Meteorological data is useful for varied applications across many socio-economic sectors. They can be used in weather and climate forecasting, disaster risk reduction and water resources management, landscape planning, and many others. However, the availability of meteorological data requires a good network of manual observation stations at the surface, upper-air, and on the ocean as well as other support systems which facilitate the collection, recording, processing, archiving, and other data management operations. In sub-Saharan Africa, such networks are limited due to low investment and capacity (Dupar et al., 2021). Such situations constrain the development, provision, and maintenance of quality climate services and their application.

In Kenya and the East African region, meteorological data is a very important resource considering that weather and climate variability are driven by several global influences including the El Niño and La Niña phenomena in the tropical Pacific, the Congo air mass, the Inter-Tropical Convergence Zone, the Indian Ocean temperatures and local climatic-factors such as the lake circulation effects among others (Marchant et al., 2007; Berhane & Zaitchik, 2014) which require regular monitoring and evaluation. The region has had its fair share of severe weather and extreme climate impacts such as flooding, hailstorms, droughts which have caused loss of human life, and other adverse socio-economic and environmental impacts. To monitor and evaluate the weather patterns in Kenya, the National Meteorological Service (KMD) operates and controls 40 Synoptic Stations spread across the country (Figure 1, and about 600 rain gauge stations operated by private observers. These stations are operated manually by KMD personnel on a continuous basis. Generally, the station network is sparse compared to the World Meteorological Organization’s (WMO)

Figure 1. Map of Kenya showing location of some of the Synoptic Stations (ringed symbols) operated by KMD. The study location is indicated in red. Source: .
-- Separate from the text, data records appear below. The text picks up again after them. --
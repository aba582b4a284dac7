//! Static game data tables
//!
//! Every table is a JSON object keyed by id. Tables are loaded once, checked
//! for dangling references, and then only read.

mod actors;
mod companions;
mod items;
mod magic;
mod world;

pub use actors::{BossAbility, BossDef, BossPhase, ClassDef, EnemyDef, StatLine};
pub use companions::{AbilityChance, CompanionAbility, CompanionAbilityKind, CompanionDef};
pub use items::{ConsumableEffect, ItemDef, Requirements};
pub use magic::{EffectDef, SpellDef, SpellKind};
pub use world::{AreaDef, MissionDef, MissionKind, MissionReward, MissionTarget, TargetCount};

use crate::config::{load_json, ConfigError};
use serde::de::DeserializeOwned;
use std::collections::BTreeMap;
use std::path::Path;
use tracing::{debug, warn};

pub type Table<T> = BTreeMap<String, T>;

/// All lookup tables the engine reads
#[derive(Debug, Clone, Default)]
pub struct GameData {
    pub items: Table<ItemDef>,
    pub enemies: Table<EnemyDef>,
    pub areas: Table<AreaDef>,
    pub missions: Table<MissionDef>,
    pub bosses: Table<BossDef>,
    pub classes: Table<ClassDef>,
    pub spells: Table<SpellDef>,
    pub effects: Table<EffectDef>,
    pub companions: Table<CompanionDef>,
}

impl GameData {
    /// Load every table from `dir`.
    ///
    /// Items, enemies, areas and classes are required; the other tables are
    /// empty when their file is missing.
    pub fn load_from_dir(dir: &Path) -> Result<GameData, ConfigError> {
        let data = GameData {
            items: load_json(&dir.join("items.json"))?,
            enemies: load_json(&dir.join("enemies.json"))?,
            areas: load_json(&dir.join("areas.json"))?,
            classes: load_json(&dir.join("classes.json"))?,
            missions: load_optional(dir, "missions.json")?,
            bosses: load_optional(dir, "bosses.json")?,
            spells: load_optional(dir, "spells.json")?,
            effects: load_optional(dir, "effects.json")?,
            companions: load_optional(dir, "companions.json")?,
        };
        data.validate()?;
        debug!(
            items = data.items.len(),
            enemies = data.enemies.len(),
            areas = data.areas.len(),
            "loaded game data from {}",
            dir.display()
        );
        Ok(data)
    }

    /// The tables bundled with the crate
    pub fn builtin() -> Result<GameData, ConfigError> {
        let data = GameData {
            items: serde_json::from_str(include_str!("../../data/items.json"))?,
            enemies: serde_json::from_str(include_str!("../../data/enemies.json"))?,
            areas: serde_json::from_str(include_str!("../../data/areas.json"))?,
            classes: serde_json::from_str(include_str!("../../data/classes.json"))?,
            missions: serde_json::from_str(include_str!("../../data/missions.json"))?,
            bosses: serde_json::from_str(include_str!("../../data/bosses.json"))?,
            spells: serde_json::from_str(include_str!("../../data/spells.json"))?,
            effects: serde_json::from_str(include_str!("../../data/effects.json"))?,
            companions: serde_json::from_str(include_str!("../../data/companions.json"))?,
        };
        data.validate()?;
        Ok(data)
    }

    /// Check cross-table references.
    ///
    /// Areas must only name known enemies, bosses and areas. Loose references
    /// elsewhere (loot tables, spell effects, mission rewards) are logged and
    /// skipped at use time.
    pub fn validate(&self) -> Result<(), ConfigError> {
        for (area_id, area) in &self.areas {
            for enemy in &area.possible_enemies {
                if !self.enemies.contains_key(enemy) {
                    return Err(dangling("area", area_id, "enemy", enemy));
                }
            }
            for boss in &area.possible_bosses {
                if !self.bosses.contains_key(boss) {
                    return Err(dangling("area", area_id, "boss", boss));
                }
            }
            for next in &area.connections {
                if !self.areas.contains_key(next) {
                    return Err(dangling("area", area_id, "connection", next));
                }
            }
        }

        for (boss_id, boss) in &self.bosses {
            for phase in &boss.phases {
                if !(0.0..=1.0).contains(&phase.hp_threshold) {
                    return Err(ConfigError::ValidationError(format!(
                        "boss '{}' has a phase threshold outside 0..=1",
                        boss_id
                    )));
                }
            }
        }

        let loot = self
            .enemies
            .iter()
            .flat_map(|(id, e)| e.loot_table.iter().map(move |item| (id, item)))
            .chain(
                self.bosses
                    .iter()
                    .flat_map(|(id, b)| b.base.loot_table.iter().map(move |item| (id, item))),
            );
        for (owner, item) in loot {
            if !self.items.contains_key(item) {
                warn!(owner = %owner, item = %item, "loot table references unknown item");
            }
        }

        for (spell_id, spell) in &self.spells {
            for effect in &spell.effects {
                if !self.effects.contains_key(effect) {
                    warn!(spell = %spell_id, effect = %effect, "spell references unknown effect");
                }
            }
        }

        Ok(())
    }

    pub fn item(&self, id: &str) -> Option<&ItemDef> {
        self.items.get(id)
    }

    pub fn class(&self, id: &str) -> Option<&ClassDef> {
        self.classes.get(id)
    }

    pub fn area(&self, id: &str) -> Option<&AreaDef> {
        self.areas.get(id)
    }

    /// Find a companion by id, falling back to its display name
    pub fn companion(&self, id_or_name: &str) -> Option<(&str, &CompanionDef)> {
        if let Some((id, def)) = self.companions.get_key_value(id_or_name) {
            return Some((id.as_str(), def));
        }
        self.companions
            .iter()
            .find(|(_, def)| def.name == id_or_name)
            .map(|(id, def)| (id.as_str(), def))
    }

    /// Display name for an item id, or the id itself when unknown
    pub fn item_name<'a>(&'a self, id: &'a str) -> &'a str {
        self.items.get(id).map(|i| i.name.as_str()).unwrap_or(id)
    }
}

fn load_optional<T: DeserializeOwned + Default>(dir: &Path, file: &str) -> Result<T, ConfigError> {
    let path = dir.join(file);
    if path.exists() {
        load_json(&path)
    } else {
        debug!("optional data file {} not found", path.display());
        Ok(T::default())
    }
}

fn dangling(kind: &str, id: &str, field: &str, target: &str) -> ConfigError {
    ConfigError::ValidationError(format!(
        "{} '{}' references unknown {} '{}'",
        kind, id, field, target
    ))
}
recommended practice regarding the spacing between neighboring stations of 20 km. Although the KMD has in the last few years installed a number of Automatic Weather Stations (AWS), the data is not yet fully integrated into meteorological applications or shared globally through the Global Telecommunication System (GTS) of the World Meteorological Organisation (WMO) as required. This is mainly because the quality of the AWS datasets is not yet well known.

Most studies have carried out inter-comparisons of meteorological data but focused more on satellite based weather parameters and gridded data (Ayasha, 2021; Rivoire et al., 2021; Schumacher et al., 2020; Ford & Quiring, 2019; Zeng et al., 2018). These have largely ignored the significant biases that can be addressed by data from Automatic weather stations relative to surface observation stations.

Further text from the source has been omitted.